#### What you have to do:
Starting with the first line below, reproduce each line exactly until you have included the one bearing "pub const USER_MESSAGE_REFERENCE: u16".
⟨
// ABOUTME: Optional parameters (tag, length, value) trailing the mandatory PDU fields
// ABOUTME: Walks are bounded by the bytes actually received for the frame

use crate::codec::{CodecError, decode_u16};
use bytes::{Buf, BufMut, Bytes, BytesMut};
use std::io::Cursor;

/// Well-known optional parameter tags used by the gateway.
pub mod tags {
    pub const RECEIPTED_MESSAGE_ID: u16 = 0x001E;
    pub const USER_MESSAGE_REFERENCE: u16 = 0x0204;
    pub const SC_INTERFACE_VERSION: u16 = 0x0210;
    pub const NETWORK_ERROR_CODE: u16 = 0x0423;
    pub const MESSAGE_PAYLOAD: u16 = 0x0424;
    pub const MESSAGE_STATE: u16 = 0x0427;
}

#[derive(Clone, Debug, PartialEq, Eq)]
pub struct Tlv {
    /// The Tag field is used to uniquely identify the particular optional parameter in question.
    pub tag: u16,

    /// The Value field; its length is written as the TLV length.
    pub value: Bytes,
}

impl Tlv {
    pub fn new(tag: u16, value: impl Into<Bytes>) -> Self {
        Tlv {
            tag,
            value: value.into(),
        }
    }

    pub fn from_u8(tag: u16, value: u8) -> Self {
        Tlv::new(tag, vec![value])
    }

    pub fn from_u16(tag: u16, value: u16) -> Self {
        Tlv::new(tag, value.to_be_bytes().to_vec())
    }

    /// A C-octet string value, NUL included.
    pub fn from_cstring(tag: u16, value: &str) -> Self {
        let mut bytes = Vec::with_capacity(value.len() + 1);
        bytes.extend_from_slice(value.as_bytes());
        bytes.push(0);
        Tlv::new(tag, bytes)
    }

    pub fn len(&self) -> usize {
        self.value.len()
    }

    pub fn is_empty(&self) -> bool {
        self.value.is_empty()
    }

    pub fn as_u8(&self) -> Option<u8> {
        match self.value.as_ref() {
            [v] => Some(*v),
            _ => None,
        }
    }

    pub fn as_u16(&self) -> Option<u16> {
        match self.value.as_ref() {
            [hi, lo] => Some(u16::from_be_bytes([*hi, *lo])),
            _ => None,
        }
    }

    /// Value read as text up to the first NUL; SMSCs disagree on whether
    /// string TLVs carry the terminator.
    pub fn as_text(&self) -> String {
        let end = self
            .value
            .iter()
            .position(|&b| b == 0)
            .unwrap_or(self.value.len());
        String::from_utf8_lossy(&self.value[..end]).into_owned()
    }

    pub fn encode(&self, buf: &mut BytesMut) -> Result<(), CodecError> {
        let length = u16::try_from(self.value.len()).map_err(|_| {
            CodecError::TlvError(format!(
                "tag {:#06x} value of {} bytes exceeds 65535",
                self.tag,
                self.value.len()
            ))
        })?;
        buf.put_u16(self.tag);
        buf.put_u16(length);
        buf.put_slice(&self.value);
        Ok(())
    }

    pub fn decode(buf: &mut Cursor<&[u8]>) -> Result<Self, CodecError> {
        let tag = decode_u16(buf)?;
        let length = decode_u16(buf)? as usize;
        if buf.remaining() < length {
            return Err(CodecError::TlvError(format!(
                "tag {tag:#06x} declares {length} bytes, {} remain",
                buf.remaining()
            )));
        }
        let value = buf.copy_to_bytes(length);
        Ok(Tlv { tag, value })
    }
}

/// Decode every TLV up to the end of the received frame.
pub fn decode_tlvs(buf: &mut Cursor<&[u8]>) -> Result<Vec<Tlv>, CodecError> {
    let mut tlvs = Vec::new();
    while buf.has_remaining() {
        if buf.remaining() < 4 {
            return Err(CodecError::TlvError(format!(
                "{} trailing bytes cannot hold a TLV header",
                buf.remaining()
            )));
        }
        tlvs.push(Tlv::decode(buf)?);
    }
    Ok(tlvs)
}

pub fn encode_tlvs(buf: &mut BytesMut, tlvs: &[Tlv]) -> Result<(), CodecError> {
    for tlv in tlvs {
        tlv.encode(buf)?;
    }
    Ok(())
}

pub fn find_tlv(tlvs: &[Tlv], tag: u16) -> Option<&Tlv> {
    tlvs.iter().find(|tlv| tlv.tag == tag)
}

#[cfg(test)]
mod tests {
    use super::*;

    #[test]
    fn tlv_wire_layout() {
        let mut buf = BytesMut::new();
        Tlv::from_u16(tags::USER_MESSAGE_REFERENCE, 0x0102)
            .encode(&mut buf)
            .unwrap();
        assert_eq!(&buf[..], &[0x02, 0x04, 0x00, 0x02, 0x01, 0x02]);
    }

    #[test]
    fn walk_stops_at_received_bytes() {
        let mut buf = BytesMut::new();
        Tlv::from_u8(tags::MESSAGE_STATE, 2).encode(&mut buf).unwrap();
        // second TLV claims 200 bytes but only 3 arrived
        buf.put_u16(tags::MESSAGE_PAYLOAD);
        buf.put_u16(200);
        buf.put_slice(b"abc");

        let mut cursor = Cursor::new(&buf[..]);
        assert!(matches!(decode_tlvs(&mut cursor), Err(CodecError::TlvError(_))));
    }

    #[test]
    fn trailing_garbage_is_an_error() {
        let data = [0x04, 0x27, 0x00];
        let mut cursor = Cursor::new(&data[..]);
        assert!(decode_tlvs(&mut cursor).is_err());
    }

    #[test]
    fn string_values_with_or_without_nul() {
        assert_eq!(Tlv::from_cstring(tags::RECEIPTED_MESSAGE_ID, "ab12").as_text(), "ab12");
        assert_eq!(Tlv::new(tags::RECEIPTED_MESSAGE_ID, &b"ab12"[..]).as_text(), "ab12");
    }

    #[test]
    fn find_by_tag() {
        let tlvs = vec![
            Tlv::from_u8(tags::MESSAGE_STATE, 5),
            Tlv::from_cstring(tags::RECEIPTED_MESSAGE_ID, "x"),
        ];
        assert_eq!(find_tlv(&tlvs, tags::MESSAGE_STATE).and_then(Tlv::as_u8), Some(5));
        assert!(find_tlv(&tlvs, tags::MESSAGE_PAYLOAD).is_none());
    }
}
⟩
#### Exercise answer:
// ABOUTME: Optional parameters (tag, length, value) trailing the mandatory PDU fields
// ABOUTME: Walks are bounded by the bytes actually received for the frame

use crate::codec::{CodecError, decode_u16};
use bytes::{Buf, BufMut, Bytes, BytesMut};
use std::io::Cursor;

/// Well-known optional parameter tags used by the gateway.
pub mod tags {
    pub const RECEIPTED_MESSAGE_ID: u16 = 0x001E;
    pub const USER_MESSAGE_REFERENCE: u16 = 0x0204;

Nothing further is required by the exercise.